You can learn more about seizures and epilepsy on the CDC’s “Types of Seizures” web page.
Why is scrolling content problematic?
Scrolling content can be frustrating and confusing as a user is unable to stop the scroll, and they may be unable to read it. If scrolling content must be used, be sure to add in an element that allows the user to pause the scroll. Styling content without blinking or scrolling content will save users from frustration and ensure that individuals with cognitive disabilities are able to receive the same satisfaction from your website as users without a disability.
Relevant WCAG 2.1 Success Criteria
This guideline requires that for any moving, blinking or scrolling information that
- starts automatically,
- lasts more than five seconds, and
- is presented in parallel with other content,
there is a mechanism for the user to pause, stop, or hide it unless the movement, blinking, or scrolling is part of an activity where it is essential.
This guideline states that webpages cannot contain anything that flashes more than three times in any one second period, or if it does flash, the flash is below the general flash and red flash thresholds. All accessible websites must meet this success criterion.
If you would like your website to meet the stricter WCAG AAA level of accessibility, then you must meet the 2.3.2 success criteria and have nothing on your website that flashes more than three times per second.
How to Fix a Blinking or Scrolling Content Error
What to do (in short)
To fix blinking or scrolling content, you will need to remove the blinking or scrolling attributes from your HTML or CSS styles.

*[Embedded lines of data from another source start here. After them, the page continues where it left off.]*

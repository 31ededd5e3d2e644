//! CSV adapter

use super::TableAdapter;
use crate::error::ReportError;
use crate::schema::{CellValue, RawTable};

/// Adapter for comma-separated input with a header row
pub struct CsvAdapter;

impl TableAdapter for CsvAdapter {
    fn parse(&self, raw: &str) -> Result<RawTable, ReportError> {
        let mut reader = csv::ReaderBuilder::new()
            .has_headers(true)
            .from_reader(raw.as_bytes());

        let columns: Vec<String> = reader
            .headers()
            .map_err(|e| ReportError::ParseError(format!("CSV header: {e}")))?
            .iter()
            .map(str::to_string)
            .collect();

        let mut rows = Vec::new();
        let mut fields = Vec::new();
        for (index, record) in reader.records().enumerate() {
            let record = record.map_err(|e| {
                ReportError::ParseError(format!("CSV row {}: {}", index + 1, e))
            })?;
            rows.push(record.iter().map(CellValue::infer).collect());
            fields.push(record.iter().map(str::to_string).collect());
        }

        Ok(RawTable {
            columns,
            rows,
            fields,
        })
    }
}
//! Text normalization
//!
//! This module cleans raw review text before scoring. Stages run in a fixed
//! order, each one independently toggleable:
//! 1. Strip markup tags and decode character entities, repeated until stable
//! 2. Strip URL-like tokens
//! 3. Lowercase
//! 4. Replace non-alphanumeric, non-whitespace characters with a space
//! 5. Replace digit runs with a space
//! 6. Collapse whitespace and trim
//!
//! Markup and URL stripping must run before punctuation removal, otherwise
//! `<`, `>`, `:` and `/` are gone before the patterns can match. Every
//! combination of stages is idempotent.

use html_escape::decode_html_entities;
use once_cell::sync::Lazy;
use regex::Regex;
use serde::{Deserialize, Serialize};

static MARKUP_TAG: Lazy<Regex> = Lazy::new(|| Regex::new(r"<[^>]+>").expect("valid tag pattern"));

static URL_TOKEN: Lazy<Regex> = Lazy::new(|| {
    Regex::new(r"(?i)\b[a-z][a-z0-9+.\-]*://\S+|(?i)\bwww\.\S+").expect("valid url pattern")
});

/// Upper bound on strip/decode passes for nested escapes
const MAX_MARKUP_PASSES: usize = 16;

static DIGIT_RUN: Lazy<Regex> = Lazy::new(|| Regex::new(r"\d+").expect("valid digit pattern"));

/// Stage toggles for the normalizer
#[derive(Debug, Clone, Copy, PartialEq, Eq, Serialize, Deserialize)]
#[serde(default)]
pub struct NormalizeOptions {
    pub strip_markup: bool,
    pub strip_urls: bool,
    pub lowercase: bool,
    pub strip_punctuation: bool,
    pub strip_digits: bool,
}

impl Default for NormalizeOptions {
    fn default() -> Self {
        Self {
            strip_markup: true,
            strip_urls: true,
            lowercase: true,
            strip_punctuation: true,
            strip_digits: true,
        }
    }
}

/// Normalizer for review text
#[derive(Debug, Clone, Copy, Default)]
pub struct TextNormalizer {
    options: NormalizeOptions,
}

impl TextNormalizer {
    pub fn new(options: NormalizeOptions) -> Self {
        Self { options }
    }

    pub fn options(&self) -> &NormalizeOptions {
        &self.options
    }

    /// Normalize a possibly-absent text; absent input yields an empty string
    pub fn normalize(&self, text: Option<&str>) -> String {
        match text {
            Some(text) => normalize(text, &self.options),
            None => String::new(),
        }
    }
}

/// Normalize `text` with the given stage toggles.
///
/// Total and pure. The result is a fixed point for any toggle combination:
/// normalizing it again returns it unchanged.
pub fn normalize(text: &str, options: &NormalizeOptions) -> String {
    let mut s = text.to_string();

    if options.strip_markup {
        s = strip_markup(s, options.lowercase);
    }

    if options.strip_urls {
        s = URL_TOKEN.replace_all(&s, " ").into_owned();
    }

    if options.lowercase {
        s = s.to_lowercase();
    }

    if options.strip_punctuation {
        s = s
            .chars()
            .map(|c| {
                if c.is_alphanumeric() || c.is_whitespace() {
                    c
                } else {
                    ' '
                }
            })
            .collect();
    }

    if options.strip_digits {
        s = DIGIT_RUN.replace_all(&s, " ").into_owned();
        // A removed digit run can leave a URL on a word boundary
        if options.strip_urls {
            s = URL_TOKEN.replace_all(&s, " ").into_owned();
        }
    }

    collapse_whitespace(&s)
}

/// Strip tags and decode entities until neither changes the text.
///
/// Decoding `&amp;lt;` yields `&lt;`, and decoding `&lt;b&gt;` yields a tag,
/// so one pass is not enough. When lowercasing is on it runs inside the loop
/// too, since `&Amp;` only becomes an entity once lowercased.
fn strip_markup(mut s: String, lowercase: bool) -> String {
    for _ in 0..MAX_MARKUP_PASSES {
        let mut next = {
            let stripped = MARKUP_TAG.replace_all(&s, " ");
            decode_html_entities(&stripped).into_owned()
        };
        if lowercase {
            next = next.to_lowercase();
        }
        if next == s {
            break;
        }
        s = next;
    }
    s
}

fn collapse_whitespace(s: &str) -> String {
    s.split_whitespace().collect::<Vec<_>>().join(" ")
}

#[cfg(test)]
mod tests {
    use super::*;
    use pretty_assertions::assert_eq;

    fn defaults() -> NormalizeOptions {
        NormalizeOptions::default()
    }

    #[test]
    fn test_full_cleaning_pipeline() {
        let raw = "<p>I LOVED it!!</p> See https://example.com/x?y=1 &amp; www.shop.com 5 stars";
        assert_eq!(normalize(raw, &defaults()), "i loved it see stars");
    }

    #[test]
    fn test_markup_replaced_with_space() {
        assert_eq!(normalize("good<br/>value", &defaults()), "good value");
    }

    #[test]
    fn test_entities_decoded_before_punctuation() {
        let options = NormalizeOptions {
            strip_punctuation: false,
            ..defaults()
        };
        assert_eq!(normalize("Fish &amp; chips", &options), "fish & chips");
    }

    #[test]
    fn test_url_stripped_before_punctuation() {
        // With punctuation removed first the URL would leave "https example com"
        assert_eq!(normalize("see https://example.com now", &defaults()), "see now");
        assert_eq!(normalize("Visit WWW.Example.com today", &defaults()), "visit today");
    }

    #[test]
    fn test_stage_toggles() {
        let options = NormalizeOptions {
            lowercase: false,
            strip_digits: false,
            ..defaults()
        };
        assert_eq!(normalize("Top 10 Picks!", &options), "Top 10 Picks");

        let none = NormalizeOptions {
            strip_markup: false,
            strip_urls: false,
            lowercase: false,
            strip_punctuation: false,
            strip_digits: false,
        };
        assert_eq!(normalize("  <b>Hi</b>   there ", &none), "<b>Hi</b> there");
    }

    #[test]
    fn test_underscore_is_punctuation() {
        assert_eq!(normalize("snake_case", &defaults()), "snake case");
    }

    #[test]
    fn test_unicode_letters_survive() {
        assert_eq!(normalize("Très BON café!", &defaults()), "très bon café");
    }

    #[test]
    fn test_absent_text_is_empty() {
        let normalizer = TextNormalizer::default();
        assert_eq!(normalizer.normalize(None), "");
        assert_eq!(normalizer.normalize(Some("   ")), "");
    }

    #[test]
    fn test_nested_escapes_fully_decoded() {
        let options = NormalizeOptions {
            strip_punctuation: false,
            ..defaults()
        };
        assert_eq!(normalize("fish &amp;amp; chips", &options), "fish & chips");
        assert_eq!(normalize("&lt;b&gt;bold&lt;/b&gt; text", &options), "bold text");
        assert_eq!(normalize("&Amp;lt;i&Amp;gt;quiet", &options), "quiet");
    }

    #[test]
    fn test_url_behind_digits_stripped() {
        let options = NormalizeOptions {
            strip_punctuation: false,
            ..defaults()
        };
        assert_eq!(normalize("deal 1http://x.example.com now", &options), "deal now");
    }

    fn all_option_combinations() -> Vec<NormalizeOptions> {
        (0..32u8)
            .map(|bits| NormalizeOptions {
                strip_markup: bits & 1 != 0,
                strip_urls: bits & 2 != 0,
                lowercase: bits & 4 != 0,
                strip_punctuation: bits & 8 != 0,
                strip_digits: bits & 16 != 0,
            })
            .collect()
    }

    #[test]
    fn test_idempotence() {
        let samples = [
            "<div>Great   product!!! 10/10</div>",
            "Terrible... http://bad.example.org/review?id=3 never again",
            "&lt;b&gt;escaped&lt;/b&gt; markup &amp;amp; twice",
            "fish &amp;amp; chips",
            "&lt;b&gt;bold&lt;/b&gt; text",
            "&Amp;lt;i&Amp;gt;quiet &AMP;amp;",
            "&#60;em&#62;numeric&#60;/em&#62; refs",
            "deal 1http://x.example.com 2www.shop.com now",
            "MiXeD CaSe\twith\nnewlines and émojis 😀",
            "www.site.com/path",
            "",
            "ok",
            "İstanbul ÇAĞ",
            "a <b c",
            "5 < 6 & 7 > 2",
        ];

        let combinations = all_option_combinations();
        assert_eq!(combinations.len(), 32);

        for options in &combinations {
            for sample in samples {
                let once = normalize(sample, options);
                let twice = normalize(&once, options);
                assert_eq!(twice, once, "not idempotent for {sample:?} with {options:?}");
            }
        }
    }
}
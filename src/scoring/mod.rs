//! Sentiment scoring
//!
//! [`SentimentScorer`] is the seam between the pipeline and whatever engine
//! produces polarity scores. The pipeline treats a scorer as a pure function
//! of its input text and may call it from several threads at once.

mod lexicon;

pub use lexicon::LexiconScorer;

use crate::types::SentimentScore;
use std::sync::Arc;

/// Maps text to polarity scores.
///
/// Implementations must return `compound` in [-1, 1] and non-negative
/// `pos`/`neu`/`neg` proportions summing to 1, and must return the same score
/// for the same text.
pub trait SentimentScorer: Send + Sync {
    fn score(&self, text: &str) -> SentimentScore;
}

impl<S: SentimentScorer + ?Sized> SentimentScorer for &S {
    fn score(&self, text: &str) -> SentimentScore {
        (**self).score(text)
    }
}

impl<S: SentimentScorer + ?Sized> SentimentScorer for Box<S> {
    fn score(&self, text: &str) -> SentimentScore {
        (**self).score(text)
    }
}

impl<S: SentimentScorer + ?Sized> SentimentScorer for Arc<S> {
    fn score(&self, text: &str) -> SentimentScore {
        (**self).score(text)
    }
}

#[cfg(test)]
mod tests {
    use super::*;

    struct FixedScorer(f64);

    impl SentimentScorer for FixedScorer {
        fn score(&self, _text: &str) -> SentimentScore {
            SentimentScore {
                compound: self.0,
                ..SentimentScore::neutral()
            }
        }
    }

    #[test]
    fn test_boxed_and_shared_scorers_delegate() {
        let boxed: Box<dyn SentimentScorer> = Box::new(FixedScorer(0.4));
        let shared: Arc<dyn SentimentScorer> = Arc::new(FixedScorer(-0.4));

        assert_eq!(boxed.score("anything").compound, 0.4);
        assert_eq!(shared.score("anything").compound, -0.4);
        assert_eq!((&FixedScorer(0.1)).score("x").compound, 0.1);
    }
}
//! Core types for the Sentiflux pipeline
//!
//! This module defines the data structures that flow through each stage of the
//! pipeline: validated records, normalized records, classified records, and the
//! aggregate views derived from them.

use crate::error::ReportError;
use crate::schema::RawRecord;
use chrono::{DateTime, NaiveDate, Utc};
use serde::{Deserialize, Serialize};
use std::fmt;
use std::str::FromStr;

/// Categorical sentiment outcome
#[derive(Debug, Clone, Copy, PartialEq, Eq, PartialOrd, Ord, Hash, Serialize, Deserialize)]
#[serde(rename_all = "lowercase")]
pub enum SentimentLabel {
    Negative,
    Neutral,
    Positive,
}

impl SentimentLabel {
    /// Reporting order used by every view: positive, neutral, negative
    pub const REPORT_ORDER: [SentimentLabel; 3] = [
        SentimentLabel::Positive,
        SentimentLabel::Neutral,
        SentimentLabel::Negative,
    ];

    pub fn as_str(&self) -> &'static str {
        match self {
            SentimentLabel::Positive => "positive",
            SentimentLabel::Neutral => "neutral",
            SentimentLabel::Negative => "negative",
        }
    }
}

impl fmt::Display for SentimentLabel {
    fn fmt(&self, f: &mut fmt::Formatter<'_>) -> fmt::Result {
        f.write_str(self.as_str())
    }
}

/// Polarity scores produced by a [`SentimentScorer`](crate::scoring::SentimentScorer)
#[derive(Debug, Clone, Copy, PartialEq, Serialize, Deserialize)]
pub struct SentimentScore {
    /// Overall polarity in [-1, 1]
    pub compound: f64,
    /// Positive proportion in [0, 1]
    pub pos: f64,
    /// Neutral proportion in [0, 1]
    pub neu: f64,
    /// Negative proportion in [0, 1]
    pub neg: f64,
}

impl SentimentScore {
    /// Score of a text with no sentiment-bearing content
    pub fn neutral() -> Self {
        Self {
            compound: 0.0,
            pos: 0.0,
            neu: 1.0,
            neg: 0.0,
        }
    }
}

/// Time bucket grain for the trend view
#[derive(Debug, Clone, Copy, PartialEq, Eq, Serialize, Deserialize)]
pub enum DateGrain {
    #[serde(rename = "D", alias = "daily")]
    Daily,
    #[serde(rename = "W", alias = "weekly")]
    Weekly,
    #[serde(rename = "M", alias = "monthly")]
    Monthly,
}

impl DateGrain {
    pub fn as_str(&self) -> &'static str {
        match self {
            DateGrain::Daily => "D",
            DateGrain::Weekly => "W",
            DateGrain::Monthly => "M",
        }
    }
}

impl FromStr for DateGrain {
    type Err = ReportError;

    fn from_str(s: &str) -> Result<Self, Self::Err> {
        match s.trim() {
            "D" | "d" | "daily" => Ok(DateGrain::Daily),
            "W" | "w" | "weekly" => Ok(DateGrain::Weekly),
            "M" | "m" | "monthly" => Ok(DateGrain::Monthly),
            other => Err(ReportError::Configuration(format!(
                "invalid date grain '{other}', expected one of D, W, M"
            ))),
        }
    }
}

impl fmt::Display for DateGrain {
    fn fmt(&self, f: &mut fmt::Formatter<'_>) -> fmt::Result {
        f.write_str(self.as_str())
    }
}

/// A raw record whose time value parsed to a valid point in time
#[derive(Debug, Clone, PartialEq)]
pub struct ValidatedRecord {
    pub raw: RawRecord,
    /// Parsed timestamp (UTC)
    pub timestamp: DateTime<Utc>,
}

/// A validated record with its cleaned text
#[derive(Debug, Clone, PartialEq)]
pub struct NormalizedRecord {
    pub validated: ValidatedRecord,
    /// Output of the text normalizer; a pure function of the raw text and options
    pub clean_text: String,
}

/// A normalized record with its polarity scores and label
#[derive(Debug, Clone, PartialEq)]
pub struct ClassifiedRecord {
    pub normalized: NormalizedRecord,
    pub score: SentimentScore,
    pub label: SentimentLabel,
}

impl ClassifiedRecord {
    pub fn raw(&self) -> &RawRecord {
        &self.normalized.validated.raw
    }

    pub fn timestamp(&self) -> DateTime<Utc> {
        self.normalized.validated.timestamp
    }

    pub fn clean_text(&self) -> &str {
        &self.normalized.clean_text
    }

    pub fn compound(&self) -> f64 {
        self.score.compound
    }
}

/// Record count per label; every label is always present
#[derive(Debug, Clone, Copy, Default, PartialEq, Eq, Serialize, Deserialize)]
pub struct LabelDistribution {
    pub positive: usize,
    pub neutral: usize,
    pub negative: usize,
}

impl LabelDistribution {
    pub fn count(&self, label: SentimentLabel) -> usize {
        match label {
            SentimentLabel::Positive => self.positive,
            SentimentLabel::Neutral => self.neutral,
            SentimentLabel::Negative => self.negative,
        }
    }

    pub fn total(&self) -> usize {
        self.positive + self.neutral + self.negative
    }

    pub fn is_empty(&self) -> bool {
        self.total() == 0
    }

    /// Counts in reporting order: positive, neutral, negative
    pub fn entries(&self) -> [(SentimentLabel, usize); 3] {
        SentimentLabel::REPORT_ORDER.map(|label| (label, self.count(label)))
    }

    /// Share of each label in reporting order; all zero for an empty set
    pub fn proportions(&self) -> [(SentimentLabel, f64); 3] {
        let total = self.total();
        SentimentLabel::REPORT_ORDER.map(|label| {
            let share = if total == 0 {
                0.0
            } else {
                self.count(label) as f64 / total as f64
            };
            (label, share)
        })
    }
}

/// Mean compound score of one non-empty time bucket
#[derive(Debug, Clone, PartialEq, Serialize, Deserialize)]
pub struct TrendPoint {
    /// First day of the bucket
    pub bucket_start: NaiveDate,
    pub mean_compound: f64,
    /// Number of records in the bucket
    pub count: usize,
}

/// Keyword with its occurrence count across all records
#[derive(Debug, Clone, PartialEq, Eq, Serialize, Deserialize)]
pub struct KeywordCount {
    pub term: String,
    pub count: usize,
}

/// Aggregate views recomputed from the classified set on every run
#[derive(Debug, Clone, PartialEq, Serialize, Deserialize)]
pub struct AggregateReport {
    pub distribution: LabelDistribution,
    pub grain: DateGrain,
    /// Ascending by bucket start; empty buckets omitted
    pub trend: Vec<TrendPoint>,
    /// Descending by count, at most N entries
    pub keywords: Vec<KeywordCount>,
}

/// Counts reported for a run; skipped rows are statistics, not errors
#[derive(Debug, Clone, Copy, Default, PartialEq, Eq, Serialize, Deserialize)]
pub struct RunStats {
    /// Rows read from the source
    pub rows_read: usize,
    /// Rows removed by identifier deduplication
    pub duplicates_removed: usize,
    /// Rows dropped because the time value did not parse
    pub unparseable_timestamps: usize,
    /// Rows dropped because the normalized text was below the minimum length
    pub short_texts_dropped: usize,
    /// Rows that reached the classified set
    pub classified: usize,
}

Blinking is often attached to content elements using an HTML element, like
text-decoration:blink CSS styles in your stylesheet. A scrolling effect is typically created using the
<marquee> HTML element. You can fix the error by removing these elements from your post or page content or your CSS styles.
How to find blinking or scrolling content on your WordPress post or page with Accessibility Checker
For any pages or posts that have a Blinking or Scrolling Content error in the WordPress editor, you can open the details tab in the Accessibility Checker meta box, then expand the Blinking or Scrolling Content error to see a list of code that caused the error to appear.
The screenshot above shows an example of an item that has HTML
<blink> tags around it. This has caused the Blinking or Scrolling Content error to appear in Accessibility Checker. If this were your website, you would want to find the text on the page (“I’m glad you’re here!”) and remove the
</blink> tags surrounding it.
How to find blinking or scrolling content not identified by Accessibility Checker
If you want to identify other blinking or scrolling content on your web page, you also need to manually review all of your embedded content, including GIFs, sliders, and videos to make sure that they do not contain rapid flashes, blinks, or scrolling. This means watching every video all the way through and looking for potential problems. See “A Slider or Video is Present” for more information.
Additionally, W3C, the organization that created the official Web Content Accessibility Guidelines (WCAG), provides a more precise technical formula for calculating general flash and red flash thresholds. Another great tool has been developed by The Trace Center at the University of Maryland for measuring whether websites and web or computer applications are likely to cause seizures – that tool is the Photosensitive Epilepsy Analysis Tool (PEAT) and is available as a free download.